Problem: Below are the records. Restate word for word every line from the one that contains "fn fmt(&self, f: &mut" through the final line, both included.

Exercise data:
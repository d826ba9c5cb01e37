use error_stack::Context;
use std::fmt::Display;

use crate::wheel::SpinState;

#[derive(Debug, Clone, PartialEq)]
pub enum WheelError {
    TooFewSectors(usize),
    TooManyLabels { max: usize, actual: usize },
    InvalidInterval { min: i64, max: i64, interval: i64 },
    InvalidSlowdownStep(f64),
    InvalidRotateAngle(f64),
    SpinInProgress(SpinState),
}

impl Context for WheelError {}

impl Display for WheelError {
    fn fmt(&self, f: &mut std::fmt::Formatter<'_>) -> std::fmt::Result {
        use WheelError::*;
        match self {
            TooFewSectors(n) => write!(f, "a wheel needs at least 2 sectors, got {n}"),

            TooManyLabels { max, actual } => {
                write!(f, "at most {max} labels fit on the wheel, got {actual}")
            }

            InvalidInterval { min, max, interval } => write!(
                f,
                "invalid label range {min}..={max} with interval {interval}"
            ),

            InvalidSlowdownStep(step) => {
                write!(f, "slowdown step must be positive, got {step}")
            }

            InvalidRotateAngle(angle) => {
                write!(f, "per-tick rotation must be finite and non-negative, got {angle}")
            }

            SpinInProgress(state) => write!(
                f,
                "cannot spin while the wheel is in state {state:?}. Spins are accepted in NotStarted and Highlighting"
            ),
        }
    }
}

Task solution:
    fn fmt(&self, f: &mut std::fmt::Formatter<'_>) -> std::fmt::Result {
        use WheelError::*;
        match self {
            TooFewSectors(n) => write!(f, "a wheel needs at least 2 sectors, got {n}"),

            TooManyLabels { max, actual } => {
                write!(f, "at most {max} labels fit on the wheel, got {actual}")
            }

            InvalidInterval { min, max, interval } => write!(
                f,
                "invalid label range {min}..={max} with interval {interval}"
            ),

            InvalidSlowdownStep(step) => {
                write!(f, "slowdown step must be positive, got {step}")
            }

            InvalidRotateAngle(angle) => {
                write!(f, "per-tick rotation must be finite and non-negative, got {angle}")
            }

            SpinInProgress(state) => write!(
                f,
                "cannot spin while the wheel is in state {state:?}. Spins are accepted in NotStarted and Highlighting"
            ),
        }
    }
}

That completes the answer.